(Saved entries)
○ ○ ○

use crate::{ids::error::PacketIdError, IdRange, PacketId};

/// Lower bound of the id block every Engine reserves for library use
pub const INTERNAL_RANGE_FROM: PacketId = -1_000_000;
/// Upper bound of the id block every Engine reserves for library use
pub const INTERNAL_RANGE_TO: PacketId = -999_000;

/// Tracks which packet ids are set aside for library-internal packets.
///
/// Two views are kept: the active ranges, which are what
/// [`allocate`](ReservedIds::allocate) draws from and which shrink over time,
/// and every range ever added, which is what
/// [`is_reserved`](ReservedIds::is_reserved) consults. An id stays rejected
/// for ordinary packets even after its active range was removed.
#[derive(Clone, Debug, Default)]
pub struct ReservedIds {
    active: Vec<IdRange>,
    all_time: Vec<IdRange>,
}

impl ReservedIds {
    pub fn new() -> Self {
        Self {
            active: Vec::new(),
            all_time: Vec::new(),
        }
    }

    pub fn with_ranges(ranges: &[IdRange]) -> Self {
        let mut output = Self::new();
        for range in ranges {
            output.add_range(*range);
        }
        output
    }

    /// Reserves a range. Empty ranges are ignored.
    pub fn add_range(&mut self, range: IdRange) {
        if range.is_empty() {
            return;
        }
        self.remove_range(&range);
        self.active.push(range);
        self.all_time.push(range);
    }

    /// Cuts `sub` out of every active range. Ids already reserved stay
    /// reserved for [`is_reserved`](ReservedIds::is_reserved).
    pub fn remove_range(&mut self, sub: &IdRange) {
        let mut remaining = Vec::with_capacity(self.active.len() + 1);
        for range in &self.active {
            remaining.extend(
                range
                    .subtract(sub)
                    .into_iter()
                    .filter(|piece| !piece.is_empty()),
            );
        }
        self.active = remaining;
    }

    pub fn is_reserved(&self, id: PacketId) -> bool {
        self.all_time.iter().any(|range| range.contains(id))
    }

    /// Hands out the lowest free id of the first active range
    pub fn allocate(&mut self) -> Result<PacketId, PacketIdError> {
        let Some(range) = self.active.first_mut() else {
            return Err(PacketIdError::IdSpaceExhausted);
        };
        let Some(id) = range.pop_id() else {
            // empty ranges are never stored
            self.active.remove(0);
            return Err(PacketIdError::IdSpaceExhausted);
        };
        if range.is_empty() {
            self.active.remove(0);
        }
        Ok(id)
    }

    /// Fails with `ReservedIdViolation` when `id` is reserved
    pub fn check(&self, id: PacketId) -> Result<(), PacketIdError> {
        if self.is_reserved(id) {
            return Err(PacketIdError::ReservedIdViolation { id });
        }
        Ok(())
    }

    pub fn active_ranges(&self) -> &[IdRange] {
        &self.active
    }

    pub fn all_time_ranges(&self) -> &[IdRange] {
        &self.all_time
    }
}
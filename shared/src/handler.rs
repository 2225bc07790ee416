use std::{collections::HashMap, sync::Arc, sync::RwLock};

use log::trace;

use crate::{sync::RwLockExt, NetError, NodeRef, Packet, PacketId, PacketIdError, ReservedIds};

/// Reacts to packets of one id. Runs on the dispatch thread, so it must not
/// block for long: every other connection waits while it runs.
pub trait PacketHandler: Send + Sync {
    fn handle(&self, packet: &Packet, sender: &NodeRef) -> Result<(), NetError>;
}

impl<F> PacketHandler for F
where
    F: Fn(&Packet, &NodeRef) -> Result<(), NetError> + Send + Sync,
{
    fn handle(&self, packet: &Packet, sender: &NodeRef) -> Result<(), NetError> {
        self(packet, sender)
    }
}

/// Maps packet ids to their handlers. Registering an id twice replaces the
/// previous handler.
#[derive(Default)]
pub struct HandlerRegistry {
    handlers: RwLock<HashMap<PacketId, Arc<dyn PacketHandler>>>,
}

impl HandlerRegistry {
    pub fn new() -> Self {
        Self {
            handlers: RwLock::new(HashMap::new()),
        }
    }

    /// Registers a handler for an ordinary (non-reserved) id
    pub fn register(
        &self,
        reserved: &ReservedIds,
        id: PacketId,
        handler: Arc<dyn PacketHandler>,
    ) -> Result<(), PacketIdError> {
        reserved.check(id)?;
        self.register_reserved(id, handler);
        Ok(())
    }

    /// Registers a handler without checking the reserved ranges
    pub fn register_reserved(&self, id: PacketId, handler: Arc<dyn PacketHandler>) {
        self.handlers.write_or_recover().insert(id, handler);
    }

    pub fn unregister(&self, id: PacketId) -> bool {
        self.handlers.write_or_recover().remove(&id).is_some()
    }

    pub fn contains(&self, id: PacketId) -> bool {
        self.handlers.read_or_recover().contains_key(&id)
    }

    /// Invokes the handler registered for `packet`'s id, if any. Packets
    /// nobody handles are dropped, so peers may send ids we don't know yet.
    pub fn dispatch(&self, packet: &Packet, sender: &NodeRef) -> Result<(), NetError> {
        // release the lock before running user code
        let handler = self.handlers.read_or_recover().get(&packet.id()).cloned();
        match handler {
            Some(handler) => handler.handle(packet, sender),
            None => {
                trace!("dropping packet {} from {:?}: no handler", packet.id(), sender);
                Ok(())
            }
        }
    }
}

○ ○ ○

**What is expected:** Above are some records. Copy each of their lines that holds the string "bool".

**Result of the exercise:**
    pub fn is_reserved(&self, id: PacketId) -> bool {
    pub fn unregister(&self, id: PacketId) -> bool {
    pub fn contains(&self, id: PacketId) -> bool {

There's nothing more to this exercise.